# Scanned PDF OCR + Extraction

This notebook contains how to extract structured data from a **scanned or image-based PDF** using OCR.

Steps included:
1. Convert PDF pages to images using:
   - `pdf2image`

2. Perform OCR to extract text using:
   - `pytesseract`

3. Parse the raw OCR output line-by-line to extract values like:
   - Policy Number
   - Insured Name
   - Sum Insured
   - Premium
   - Policy Start
   - Policy End

The extraction uses basic string parsing without smart/fuzzy logic.

Output:
- Raw OCR text printed to console
- Parsed fields saved to: `ocr_extracted_output.xlsx`


In [4]:
from pdf2image import convert_from_path
import pytesseract
import pandas as pd


In [2]:
# Step 1: Convert scanned PDF to images
images = convert_from_path("demo_pdfs\sample_scanned_based.pdf", dpi=300)

In [8]:
# OCR the first page
ocr_text = pytesseract.image_to_string(images[0])

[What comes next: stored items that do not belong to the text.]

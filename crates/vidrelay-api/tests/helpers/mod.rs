//! Test helpers: build an AppState on the in-memory ledger and sink, and a
//! `TestServer` around the real router.

#![allow(dead_code)]

use async_trait::async_trait;
use axum_test::TestServer;
use bytes::Bytes;
use futures::stream;
use std::sync::atomic::{AtomicUsize, Ordering};
use std::sync::Arc;

use vidrelay_api::setup::routes;
use vidrelay_api::state::AppState;
use vidrelay_core::models::Job;
use vidrelay_core::{
    BaseConfig, CompletionHook, Config, LedgerBackend, RelayConfig, SinkConfig, SourceConfig,
    SourceClient, SourceObject, TransferConfig, TransferError, WebhookConfig, WorkerConfig,
};
use vidrelay_db::MemoryJobLedger;
use vidrelay_storage::MemorySink;
use vidrelay_worker::{JobOrchestrator, JobQueue, JobQueueConfig, OrchestratorSettings};

/// Every object the test source serves.
pub const OBJECT_BYTES: &[u8] = b"not really a video, but long enough to relay";

pub fn test_config() -> Config {
    Config(Box::new(RelayConfig {
        base: BaseConfig {
            server_port: 0,
            cors_origins: vec!["*".to_string()],
            environment: "test".to_string(),
            db_max_connections: 1,
            db_timeout_seconds: 1,
        },
        ledger_backend: LedgerBackend::Memory,
        database_url: None,
        sink: SinkConfig {
            bucket: "bucket".to_string(),
            region: "us-east-1".to_string(),
            endpoint: None,
            access_key_id: None,
            secret_access_key: None,
            public_base_url: None,
            destination_prefix: "videos".to_string(),
            write_timeout_secs: 5,
            presign_default_expiry_secs: 900,
            presign_max_expiry_secs: 3600,
        },
        source: SourceConfig {
            base_url: Some("https://files.test".to_string()),
            token: None,
            read_timeout_secs: 5,
        },
        transfer: TransferConfig::default(),
        worker: WorkerConfig {
            retry_backoff_base_ms: 0,
            retry_backoff_max_secs: 0,
            ..WorkerConfig::default()
        },
        webhook: WebhookConfig::default(),
    }))
}

/// Serves [`OBJECT_BYTES`] for any reference.
#[derive(Default)]
pub struct StaticSource {
    opens: AtomicUsize,
}

#[async_trait]
impl SourceClient for StaticSource {
    async fn open(&self, _source_ref: &str) -> Result<SourceObject, TransferError> {
        self.opens.fetch_add(1, Ordering::SeqCst);
        Ok(SourceObject {
            stream: Box::pin(stream::iter(
                OBJECT_BYTES
                    .chunks(7)
                    .map(|c| Ok(Bytes::from_static(c)))
                    .collect::<Vec<_>>(),
            )),
            size: Some(OBJECT_BYTES.len() as u64),
            content_type: Some("video/mp4".to_string()),
        })
    }
}

#[derive(Default)]
pub struct RecordingHook {
    calls: AtomicUsize,
}

impl RecordingHook {
    pub fn calls(&self) -> usize {
        self.calls.load(Ordering::SeqCst)
    }
}

#[async_trait]
impl CompletionHook for RecordingHook {
    async fn job_completed(&self, _job: &Job) -> anyhow::Result<()> {
        self.calls.fetch_add(1, Ordering::SeqCst);
        Ok(())
    }
}

pub struct TestApp {
    pub server: TestServer,
    pub ledger: MemoryJobLedger,
    pub sink: Arc<MemorySink>,
    pub hook: Arc<RecordingHook>,
    pub queue: Option<JobQueue>,
}

impl TestApp {
    pub fn client(&self) -> &TestServer {
        &self.server
    }
}

fn build(with_workers: bool) -> TestApp {
    let config = test_config();
    let ledger = MemoryJobLedger::new();
    let sink = Arc::new(MemorySink::new());
    let hook = Arc::new(RecordingHook::default());

    let orchestrator = JobOrchestrator::new(
        Arc::new(ledger.clone()),
        Arc::new(StaticSource::default()),
        sink.clone(),
        hook.clone(),
        OrchestratorSettings::from_config(&config),
    );

    let mut state = AppState::new(
        config.clone(),
        Arc::new(ledger.clone()),
        sink.clone(),
        orchestrator.clone(),
    );
    let queue = with_workers.then(|| {
        JobQueue::start(
            orchestrator,
            JobQueueConfig {
                max_workers: 2,
                poll_interval_ms: 10,
                stale_job_reap_interval_secs: 0,
                ..Default::default()
            },
            None,
        )
    });
    if let Some(queue) = queue.clone() {
        state = state.with_queue(queue);
    }

    let router = routes::setup_routes(&config, Arc::new(state)).unwrap();
    TestApp {
        server: TestServer::new(router).unwrap(),
        ledger,
        sink,
        hook,
        queue,
    }
}

/// App without workers: submitted jobs stay queued.
pub fn setup_test_app() -> TestApp {
    build(false)
}

/// App with a running worker pool.
pub fn setup_test_app_with_workers() -> TestApp {
    build(true)
}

# Extract key-value pairs from actual OCR output dynamically
lines = ocr_text.strip().splitlines()
data = {}

for line in lines:
    if ":" in line:
        key, value = line.split(":", 1)
        data[key.strip()] = value.strip()


In [10]:
df = pd.DataFrame([data])
df.to_excel("ocr_extracted_output.xlsx", index=False)

print("OCR text dynamically extracted and saved to Excel.")

OCR text dynamically extracted and saved to Excel.